How do birds remain waterproof?

It isn't the natural oils on bird feathers that make a bird waterproof.

It was originally thought that a bird's ability to remain waterproof related to the oil-producing gland located on their back. While it's true that birds do coat their feathers with this oil as they are preening, it isn't what makes their feathers waterproof. The natural oil that birds distribute across their feathers as they preen acts as a conditioner. A bird's waterproofing actually relates to the position and alignment of their feathers. When you see a bird preening, you are witnessing the animal meticulously aligning each of its feathers so that they are perfectly interlocked.

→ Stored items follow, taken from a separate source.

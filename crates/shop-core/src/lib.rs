//! # shop-core
//!
//! Core types and traits for the storefront checkout engine.
//!
//! This crate provides:
//! - `PricingEngine` and `PricingPolicy` for subtotal, shipping, tax and total
//! - `SettingsStore` for the runtime key-value configuration
//! - `PaymentProvider` trait and `PaymentProviderKind` for payment dispatch
//! - `OrderService` for validating, numbering and persisting orders
//! - `LoginAttemptTracker` for admin login throttling
//! - `ShopError` for typed error handling
//!
//! ## Example
//!
//! ```rust,ignore
//! use shop_core::{CartLine, PricingEngine, PricingPolicy};
//!
//! let settings = settings_store.all().await?;
//! let engine = PricingEngine::new(PricingPolicy::from_settings(&settings));
//! let quote = engine.quote([CartLine::new(unit_price, 2)])?;
//!
//! // Submit the snapshot
//! let order = order_service.create_order(&draft).await?;
//! println!("Track with {}", order.order_number);
//! ```

pub mod error;
pub mod login;
pub mod order;
pub mod order_number;
pub mod pricing;
pub mod provider;
pub mod service;
pub mod settings;
pub mod store;

// Re-exports for convenience
pub use error::{ShopError, ShopResult, ValidationErrors};
pub use login::{BoxedLoginAttemptTracker, InMemoryLoginAttempts, LoginAttemptTracker};
pub use order::{
    check_transition, CheckoutSnapshot, DraftItem, LineItem, NewOrder, Order, OrderDraft,
    OrderPatch, OrderStatus, TrackingView,
};
pub use order_number::{OrderNumberGenerator, TimestampOrderNumbers, DEFAULT_ORDER_PREFIX};
pub use pricing::{
    parse_amount, round_money, validate_cart_lines, CartLine, PriceQuote, PricingEngine,
    PricingPolicy, MAX_AMOUNT, MAX_QUANTITY, MAX_UNIT_PRICE,
};
pub use provider::{
    BoxedPaymentProvider, CaptureStatus, CashOnDeliveryProvider, IntentRequest, IntentStatus,
    PaymentCapture, PaymentIntent, PaymentProvider, PaymentProviderKind, PaymentProviders,
    ProviderAvailability, StripeProvider, DEFAULT_CURRENCY,
};
pub use service::OrderService;
pub use settings::{
    BoxedSettingsStore, InMemorySettingsStore, SettingsMap, SettingsStore,
};
pub use store::{BoxedOrderRepository, InMemoryOrderRepository, OrderRepository};
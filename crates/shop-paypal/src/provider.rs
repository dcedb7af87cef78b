//! `PaymentProvider` implementation backed by the PayPal gateway

use crate::config::{PayPalConfig, PayPalEnv};
use crate::gateway::PayPalGateway;
use async_trait::async_trait;
use chrono::Utc;
use serde_json::Value;
use rust_decimal::Decimal;
use shop_core::{
    parse_amount, round_money, CaptureStatus, IntentRequest, IntentStatus, PaymentCapture,
    PaymentIntent, PaymentProvider, PaymentProviderKind, ProviderAvailability, SettingsMap,
    ShopResult,
};
use std::str::FromStr;

/// PayPal checkout: the buyer approves in PayPal's UI between
/// `create_intent` and `capture`.
#[derive(Debug, Clone)]
pub struct PayPalProvider {
    gateway: PayPalGateway,
    env: PayPalEnv,
}

impl PayPalProvider {
    pub fn new(gateway: PayPalGateway, env: PayPalEnv) -> Self {
        Self { gateway, env }
    }

    /// Effective configuration for the given settings snapshot
    pub fn config(&self, settings: &SettingsMap) -> PayPalConfig {
        PayPalConfig::resolve(&self.env, settings)
    }
}

#[async_trait]
impl PaymentProvider for PayPalProvider {
    fn kind(&self) -> PaymentProviderKind {
        PaymentProviderKind::PayPal
    }

    async fn create_intent(
        &self,
        request: &IntentRequest,
        settings: &SettingsMap,
        _availability: &ProviderAvailability,
    ) -> ShopResult<PaymentIntent> {
        let amount = parse_amount(&request.amount)?;
        let currency = request.currency_code();

        let body = self
            .gateway
            .create_order(&self.config(settings), &request.amount, Some(&currency))
            .await?;

        Ok(PaymentIntent {
            provider: self.kind(),
            reference: body.get("id").and_then(|v| v.as_str()).map(str::to_string),
            amount: round_money(amount),
            currency,
            status: IntentStatus::AwaitingApproval,
            payload: Some(body),
            created_at: Utc::now(),
        })
    }

    async fn capture(
        &self,
        reference: &str,
        settings: &SettingsMap,
        _availability: &ProviderAvailability,
    ) -> ShopResult<PaymentCapture> {
        let body = self
            .gateway
            .capture_order(&self.config(settings), reference)
            .await?;

        let status = match body.get("status").and_then(|v| v.as_str()) {
            Some("COMPLETED") => CaptureStatus::Completed,
            _ => CaptureStatus::Pending,
        };
        let (amount, currency) = match captured_amount(&body) {
            Some((amount, currency)) => (Some(amount), Some(currency)),
            None => (None, None),
        };

        Ok(PaymentCapture {
            provider: self.kind(),
            reference: reference.trim().to_string(),
            status,
            amount,
            currency,
            payload: Some(body),
        })
    }
}

/// Sum of the captures in a capture response, with their shared currency.
/// `None` when there are no captures or they disagree on currency.
fn captured_amount(body: &Value) -> Option<(Decimal, String)> {
    let captures = body
        .get("purchase_units")?
        .as_array()?
        .iter()
        .filter_map(|unit| unit.pointer("/payments/captures")?.as_array())
        .flatten();

    let mut total = Decimal::ZERO;
    let mut currency: Option<String> = None;
    for capture in captures {
        let amount = capture.get("amount")?;
        let value = Decimal::from_str(amount.get("value")?.as_str()?).ok()?;
        let code = amount.get("currency_code")?.as_str()?.to_uppercase();
        match &currency {
            Some(existing) if *existing != code => return None,
            Some(_) => {}
            None => currency = Some(code),
        }
        total = total.checked_add(value)?;
    }
    currency.map(|currency| (total, currency))
}
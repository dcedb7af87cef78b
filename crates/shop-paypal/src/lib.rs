//! # shop-paypal
//!
//! PayPal integration for storefront-rs.
//!
//! - **PayPalConfig** resolves the effective configuration per request:
//!   environment credentials win over the persisted `paypal*` settings.
//! - **PayPalGateway** talks to the REST API: OAuth2 client-credentials
//!   token, Orders v2 create and capture.
//! - **PayPalProvider** plugs the gateway into the `PaymentProvider` trait.
//!
//! ## Quick Start
//!
//! ```rust,ignore
//! use shop_paypal::{PayPalConfig, PayPalEnv, PayPalGateway};
//!
//! let env = PayPalEnv::from_env();
//! let gateway = PayPalGateway::new(DEFAULT_TIMEOUT)?;
//!
//! // Per request
//! let config = PayPalConfig::resolve(&env, &settings.all().await?);
//! let order = gateway.create_order(&config, "63.99", None).await?;
//!
//! // After the buyer approves
//! let capture = gateway.capture_order(&config, order["id"].as_str().unwrap_or_default()).await?;
//! ```

pub mod config;
pub mod gateway;
pub mod provider;

pub use config::{PayPalConfig, PayPalEnv, PayPalMode, PublicPayPalConfig};
pub use gateway::{PayPalGateway, DEFAULT_TIMEOUT};
pub use provider::PayPalProvider;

The interlocking hooks and barbules on feathers is what makes a bird waterproof

Bird feathers are amazing when you examine them closely. Feathers have a series of hooks, barbs, and barbules, which allow feathers to remain tightly locked together. This interlocking of hooks and barbules is what actually provides an airtight seal allowing bird's skin to remain insulated from water and the elements. In addition to the hooks and barbules locking together, a bird's feathers lay flat against their body similarly to the shingles on your roof. Not unlike the shingles on your roof, if feathers are not in alignment, they are not waterproof. As you can imagine, this is why birds spend so much time preening and aligning their feathers-their survival depends on it.